Soil microbiota can confer fitness advantages to plants and increase crop resilience to drought and other abiotic stressors. However, there is little evidence on the mechanisms correlating a microbial trait with plant abiotic stress tolerance. Here, we report that Streptomyces effectively alleviates the drought and salinity stress by producing spiroketal polyketide pteridic acid H (1) and its isomer F (2), both of which promote root growth in Arabidopsis at a concentration of 1.3 nM under abiotic stress. Pteridic acids induce stress response genes expression in salinity-stressed Arabidopsis seedlings. The bifunctional biosynthetic gene cluster of pteridic acids and antimicrobial elaiophylin is confirmed in vivo and mainly disseminated by vertical transmission which is geographically distributed in various environments. This discovery reveals a perspective for understanding plant-Streptomyces interactions and provides a promising approach for utilising beneficial Streptomyces and their secondary metabolites in agriculture to mitigate the detrimental effects of climate change.

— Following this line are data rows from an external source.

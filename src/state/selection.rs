//! Committed per-photo category assignments.

use std::collections::BTreeMap;

use serde::{Deserialize, Serialize};

use crate::model::{Category, CategoryAssignment};
use crate::storage::{self, KeyValueStore, StorageError};

/// Sparse map from catalog index to its committed assignment.
///
/// Only photos with at least one flag set are stored; an absent key and an
/// all-false assignment are the same observable state (unclassified).
///
/// Persisted as a JSON object keyed by the index as a string:
/// `{"12": {"impresion": true, "caja_usb": false, ...}}`.
#[derive(Debug, Clone, Default, PartialEq, Eq, Serialize, Deserialize)]
#[serde(transparent)]
pub struct SelectionStore {
    entries: BTreeMap<usize, CategoryAssignment>,
}

impl SelectionStore {
    pub fn new() -> Self {
        Self::default()
    }

    /// Load the persisted store under `key`.
    ///
    /// Missing or unreadable data yields an empty store; the failure is only
    /// logged. Records outside the catalog or with no flag set are dropped.
    pub fn load<S: KeyValueStore + ?Sized>(store: &S, key: &str, catalog_size: usize) -> Self {
        match storage::load_json::<Self, S>(store, key) {
            Ok(Some(loaded)) => {
                let selections = loaded.sanitized(catalog_size);
                log::info!("Loaded {} photo selections", selections.len());
                selections
            }
            Ok(None) => {
                log::debug!("No saved selections found");
                Self::new()
            }
            Err(e) => {
                log::error!("Failed to load selections, starting empty: {}", e);
                Self::new()
            }
        }
    }

    /// Serialize the full mapping under `key`. An empty mapping removes the key.
    pub fn save<S: KeyValueStore + ?Sized>(&self, store: &mut S, key: &str) -> Result<(), StorageError> {
        if self.is_empty() {
            store.remove_item(key)?;
            log::debug!("Removed stored selections");
            return Ok(());
        }
        storage::save_json(store, key, self)?;
        log::debug!("Saved {} photo selections", self.len());
        Ok(())
    }

    fn sanitized(self, catalog_size: usize) -> Self {
        let before = self.entries.len();
        let entries: BTreeMap<_, _> = self
            .entries
            .into_iter()
            .filter(|(index, assignment)| *index < catalog_size && !assignment.is_empty())
            .map(|(index, assignment)| (index, assignment.normalized()))
            .collect();
        if entries.len() != before {
            log::warn!(
                "Dropped {} stored selections that were empty or outside the catalog",
                before - entries.len()
            );
        }
        Self { entries }
    }

    /// Upsert `assignment` for `index`, or remove the entry if no flag is set.
    pub fn commit(&mut self, index: usize, assignment: CategoryAssignment) {
        if assignment.is_empty() {
            if self.entries.remove(&index).is_some() {
                log::debug!("Photo {} is now unclassified", index + 1);
            }
        } else {
            self.entries.insert(index, assignment);
            log::debug!(
                "Photo {} committed: {:?}",
                index + 1,
                assignment.categories().collect::<Vec<_>>()
            );
        }
    }

    /// Committed assignment for `index`, if classified.
    pub fn get(&self, index: usize) -> Option<&CategoryAssignment> {
        self.entries.get(&index)
    }

    /// Committed assignment for `index`, empty if unclassified.
    pub fn assignment(&self, index: usize) -> CategoryAssignment {
        self.entries.get(&index).copied().unwrap_or_default()
    }

    /// Whether the committed flag for `category` is set on `index`.
    pub fn has(&self, index: usize, category: Category) -> bool {
        self.get(index).is_some_and(|a| a.get(category))
    }

    pub fn is_classified(&self, index: usize) -> bool {
        self.entries.contains_key(&index)
    }

    /// Remove every entry.
    pub fn clear(&mut self) {
        self.entries.clear();
    }

    /// Number of classified photos.
    pub fn len(&self) -> usize {
        self.entries.len()
    }

    pub fn is_empty(&self) -> bool {
        self.entries.is_empty()
    }

    /// Iterate classified photos in index order.
    pub fn iter(&self) -> impl Iterator<Item = (usize, &CategoryAssignment)> {
        self.entries.iter().map(|(&index, assignment)| (index, assignment))
    }

    /// Indices holding `category`, in index order.
    pub fn indices_with(&self, category: Category) -> impl Iterator<Item = usize> + '_ {
        self.iter()
            .filter(move |(_, a)| a.get(category))
            .map(|(index, _)| index)
    }
}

土壤微生物群可为植物赋予生存适配优势，并提升作物对干旱及其他非生物胁迫的抗逆能力。然而，目前鲜有研究阐明微生物性状与植物非生物胁迫耐受性之间的关联机制。本研究发现，链霉菌（Streptomyces）可通过分泌螺环聚酮类化合物蝶啶酸H（1）及其同分异构体蝶啶酸F（2），有效缓解干旱与盐胁迫；在非生物胁迫条件下，二者以1.3纳摩尔的浓度即可促进拟南芥（Arabidopsis）的根系生长。蝶啶酸可诱导盐胁迫下拟南芥幼苗的胁迫响应基因表达。本研究在体内验证了蝶啶酸与抗菌性油霉素（elaiophylin）的双功能生物合成基因簇，该基因簇主要通过垂直传播进行扩散，且在各类地理环境中均有分布。本研究成果为解析植物-链霉菌互作机制提供了新视角，并为在农业生产中利用有益链霉菌及其次生代谢产物缓解气候变化带来的不利影响提供了极具潜力的解决方案。